DeepSeek API (2026): Complete Developer Guide
The DeepSeek API is a developer platform for calling DeepSeek models using an OpenAI-compatible request/response format. That means you can often take existing code written for OpenAI-style clients, swap the base URL, set your DeepSeek API key, and start shipping. DeepSeek’s platform focuses on fast, cost-efficient inference and includes both chat-style models and reasoning models that are designed for harder tasks.
What is DeepSeek API?
DeepSeek API is an HTTP-based service for generating text (and in some cases advanced reasoning) from DeepSeek models. You send a request containing a conversation (messages), a model name, and generation settings (like temperature and max tokens), and the API returns a model response you can display, store, transform, or feed into downstream systems.
What makes DeepSeek especially practical for teams is that the API follows a familiar “chat completions” pattern that many developer tools already support.
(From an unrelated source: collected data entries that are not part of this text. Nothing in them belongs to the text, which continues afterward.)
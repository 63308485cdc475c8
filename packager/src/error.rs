//! Error types for the bin-release packager.
//!
//! Each concern keeps its own error enum close to the code that raises it;
//! [`PackagerError`] aggregates them so the pipeline and CLI deal with a
//! single type. Variants carry enough context to act on without a debugger.

use crate::extraction::ExtractionError;
use crate::release::download::DownloadError;
use crate::release::resolver::ReleaseParseError;
use camino::Utf8PathBuf;
use std::process::ExitStatus;
use thiserror::Error;

/// Errors that can occur while resolving, building, or testing packages.
#[derive(Debug, Error)]
pub enum PackagerError {
    /// Fetching release metadata or an asset failed.
    #[error(transparent)]
    Download(#[from] DownloadError),

    /// The release API answered with a body that could not be understood.
    #[error(transparent)]
    ReleaseParse(#[from] ReleaseParseError),

    /// Unpacking a platform archive failed.
    #[error(transparent)]
    Extraction(#[from] ExtractionError),

    /// A manifest could not be serialized.
    #[error("failed to serialize manifest: {0}")]
    ManifestSerialization(#[from] serde_json::Error),

    /// An external command exited unsuccessfully.
    #[error("`{command}` failed with {status}: {stderr}")]
    CommandFailed {
        /// The command line that was run.
        command: String,
        /// The exit status reported by the process.
        status: ExitStatus,
        /// Trimmed standard error captured from the process.
        stderr: String,
    },

    /// The installed binary reported an unexpected version line.
    #[error("version check failed: expected `{expected}`, got `{actual}`")]
    VersionMismatch {
        /// The line the installed binary should print first.
        expected: String,
        /// The first line it actually printed.
        actual: String,
    },

    /// A target name is not in the platform table.
    #[error("unknown target {name}; expected one of: {expected}")]
    UnknownTarget {
        /// The rejected target name.
        name: String,
        /// Comma-separated list of known target names.
        expected: String,
    },

    /// The installation test target has no package in the built release.
    #[error("target {name} was not built; add it to the targets to test it")]
    TargetNotBuilt {
        /// The target the installation test would run.
        name: String,
    },

    /// The configuration file could not be read or parsed.
    #[error("invalid config file {path}: {reason}")]
    InvalidConfig {
        /// Path of the offending file.
        path: Utf8PathBuf,
        /// Description of the failure.
        reason: String,
    },

    /// An I/O operation failed.
    #[error("I/O error: {0}")]
    Io(#[from] std::io::Error),

    /// Test stub received an unexpected or mismatched command invocation.
    #[cfg(any(test, feature = "test-support"))]
    #[error("stub mismatch: {message}")]
    StubMismatch {
        /// Description of what was expected versus what was received.
        message: String,
    },
}

/// Result type alias using [`PackagerError`].
pub type Result<T> = std::result::Result<T, PackagerError>;
//! Release metadata resolution and asset retrieval.
//!
//! # Sub-modules
//!
//! - [`download`] - Transport trait and the `ureq`-backed GitHub client.
//! - [`resolver`] - Release selection, JSON parsing, and static releases.

pub mod download;
pub mod resolver;

pub use resolver::{Release, ReleaseSelector, resolve_release, static_release};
If your stack uses an OpenAI-compatible SDK, it’s often “plug-and-play”: update the base URL, provide your API key, and keep your existing code structure for messages, tools, and streaming.
What you can build with DeepSeek API
- Customer support assistants with grounded answers and escalation paths
- RAG search (document Q&A, knowledge-base chat, internal copilot)
- Extraction APIs (pull structured fields from text: invoices, resumes, tickets, reviews)
- Coding assistants and code review bots
- Research workflows that summarize, compare, and explain sources
- Agentic automation using tools (function calls) and multi-step planning
Why teams choose DeepSeek
Most teams pick DeepSeek for one or more of these reasons:
- OpenAI-compatible schema: faster migration and fewer rewrites across SDKs and gateways.
- Cost structure: token-based billing (with caching concepts) can be extremely cost-effective if you architect for reuse.
- Model variety: a chat model for general tasks and a reasoner model for deeper, multi-step reasoning.
- Practical production docs: clear error codes and best practices for retries and resilience.
Core concepts: tokens, context, caching, and output limits
To build predictably with any LLM API, you need four mental models: tokens, context window, output limit, and caching.
Tokens (what you pay for)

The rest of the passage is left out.